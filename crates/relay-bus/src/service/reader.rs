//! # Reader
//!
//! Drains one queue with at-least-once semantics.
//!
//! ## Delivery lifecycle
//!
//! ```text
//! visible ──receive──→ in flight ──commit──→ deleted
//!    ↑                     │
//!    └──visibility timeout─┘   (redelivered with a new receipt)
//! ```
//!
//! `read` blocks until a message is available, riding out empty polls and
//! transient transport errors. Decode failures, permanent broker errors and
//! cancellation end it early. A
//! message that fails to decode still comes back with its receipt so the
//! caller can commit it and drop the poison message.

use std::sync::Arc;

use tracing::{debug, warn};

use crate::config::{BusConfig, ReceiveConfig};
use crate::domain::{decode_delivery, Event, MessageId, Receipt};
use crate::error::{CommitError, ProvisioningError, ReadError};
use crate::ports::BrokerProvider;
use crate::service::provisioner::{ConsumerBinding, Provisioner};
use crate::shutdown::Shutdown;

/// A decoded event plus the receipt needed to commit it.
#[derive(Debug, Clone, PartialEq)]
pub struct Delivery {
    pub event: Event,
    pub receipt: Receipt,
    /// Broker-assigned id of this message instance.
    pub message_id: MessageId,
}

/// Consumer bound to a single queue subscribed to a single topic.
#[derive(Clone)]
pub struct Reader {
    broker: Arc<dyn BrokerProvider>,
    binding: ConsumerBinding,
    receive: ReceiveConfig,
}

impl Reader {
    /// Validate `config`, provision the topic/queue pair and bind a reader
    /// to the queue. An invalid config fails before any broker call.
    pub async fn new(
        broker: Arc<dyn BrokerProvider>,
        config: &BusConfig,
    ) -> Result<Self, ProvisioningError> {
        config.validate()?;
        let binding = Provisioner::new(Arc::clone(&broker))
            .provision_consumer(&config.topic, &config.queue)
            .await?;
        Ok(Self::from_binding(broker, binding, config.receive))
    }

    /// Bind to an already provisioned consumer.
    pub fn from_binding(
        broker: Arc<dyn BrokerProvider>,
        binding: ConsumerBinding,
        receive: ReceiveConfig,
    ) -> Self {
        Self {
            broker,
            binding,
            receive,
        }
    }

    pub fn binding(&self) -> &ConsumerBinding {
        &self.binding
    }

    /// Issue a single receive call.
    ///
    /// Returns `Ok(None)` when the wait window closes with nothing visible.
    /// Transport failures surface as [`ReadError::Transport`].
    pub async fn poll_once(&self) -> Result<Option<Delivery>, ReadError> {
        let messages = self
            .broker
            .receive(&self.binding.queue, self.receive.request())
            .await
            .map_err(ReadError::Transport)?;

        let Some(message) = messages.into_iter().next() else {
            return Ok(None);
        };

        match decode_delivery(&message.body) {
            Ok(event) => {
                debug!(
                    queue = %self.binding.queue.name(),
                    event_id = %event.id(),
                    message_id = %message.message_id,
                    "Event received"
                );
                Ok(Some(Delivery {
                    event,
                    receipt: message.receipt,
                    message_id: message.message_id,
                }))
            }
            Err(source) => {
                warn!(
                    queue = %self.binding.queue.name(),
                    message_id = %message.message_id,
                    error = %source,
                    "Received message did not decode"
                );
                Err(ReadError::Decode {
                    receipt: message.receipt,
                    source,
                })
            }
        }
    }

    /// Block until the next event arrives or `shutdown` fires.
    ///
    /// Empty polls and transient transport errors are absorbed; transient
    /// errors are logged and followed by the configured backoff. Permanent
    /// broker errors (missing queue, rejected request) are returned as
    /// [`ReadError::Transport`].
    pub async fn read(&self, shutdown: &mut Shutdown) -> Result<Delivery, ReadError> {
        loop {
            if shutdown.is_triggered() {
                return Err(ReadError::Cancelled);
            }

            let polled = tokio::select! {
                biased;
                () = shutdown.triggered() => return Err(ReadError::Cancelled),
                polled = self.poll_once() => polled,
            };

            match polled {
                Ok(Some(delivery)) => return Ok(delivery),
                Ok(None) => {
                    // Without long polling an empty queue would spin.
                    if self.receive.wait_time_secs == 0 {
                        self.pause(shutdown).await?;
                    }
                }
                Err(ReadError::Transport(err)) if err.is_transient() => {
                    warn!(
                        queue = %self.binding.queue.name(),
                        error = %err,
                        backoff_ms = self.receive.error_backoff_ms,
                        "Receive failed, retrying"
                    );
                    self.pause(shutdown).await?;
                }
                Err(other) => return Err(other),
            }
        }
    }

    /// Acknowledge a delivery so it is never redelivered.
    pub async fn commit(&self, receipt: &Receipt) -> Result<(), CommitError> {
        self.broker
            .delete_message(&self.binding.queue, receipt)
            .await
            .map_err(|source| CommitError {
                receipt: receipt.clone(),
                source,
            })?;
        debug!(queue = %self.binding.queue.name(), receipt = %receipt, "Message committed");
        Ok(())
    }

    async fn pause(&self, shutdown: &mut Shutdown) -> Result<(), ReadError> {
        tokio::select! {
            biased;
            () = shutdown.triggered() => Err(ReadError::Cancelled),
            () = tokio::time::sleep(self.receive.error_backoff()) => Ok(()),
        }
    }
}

======

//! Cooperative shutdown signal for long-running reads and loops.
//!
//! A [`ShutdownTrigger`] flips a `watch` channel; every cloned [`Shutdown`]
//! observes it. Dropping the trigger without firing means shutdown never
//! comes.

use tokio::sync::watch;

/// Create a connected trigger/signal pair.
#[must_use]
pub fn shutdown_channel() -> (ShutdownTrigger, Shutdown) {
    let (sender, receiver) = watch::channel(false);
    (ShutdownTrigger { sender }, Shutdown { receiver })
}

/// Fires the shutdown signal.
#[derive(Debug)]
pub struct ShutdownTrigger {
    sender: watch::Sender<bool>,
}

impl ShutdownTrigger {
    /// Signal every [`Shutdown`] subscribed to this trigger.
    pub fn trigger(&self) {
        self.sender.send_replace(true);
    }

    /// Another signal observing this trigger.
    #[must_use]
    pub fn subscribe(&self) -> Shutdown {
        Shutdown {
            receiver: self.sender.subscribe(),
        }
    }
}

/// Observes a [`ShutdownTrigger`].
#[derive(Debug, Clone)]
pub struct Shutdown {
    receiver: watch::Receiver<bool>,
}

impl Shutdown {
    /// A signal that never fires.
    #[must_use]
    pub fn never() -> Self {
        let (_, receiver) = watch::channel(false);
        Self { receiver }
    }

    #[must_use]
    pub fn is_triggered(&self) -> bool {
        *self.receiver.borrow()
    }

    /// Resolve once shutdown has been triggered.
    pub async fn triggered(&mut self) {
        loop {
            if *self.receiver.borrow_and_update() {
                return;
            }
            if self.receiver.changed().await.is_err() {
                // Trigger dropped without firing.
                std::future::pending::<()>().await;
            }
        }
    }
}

======

Give the number of lines in the entries that contain "false", and add nothing.

→ Finished exercise
2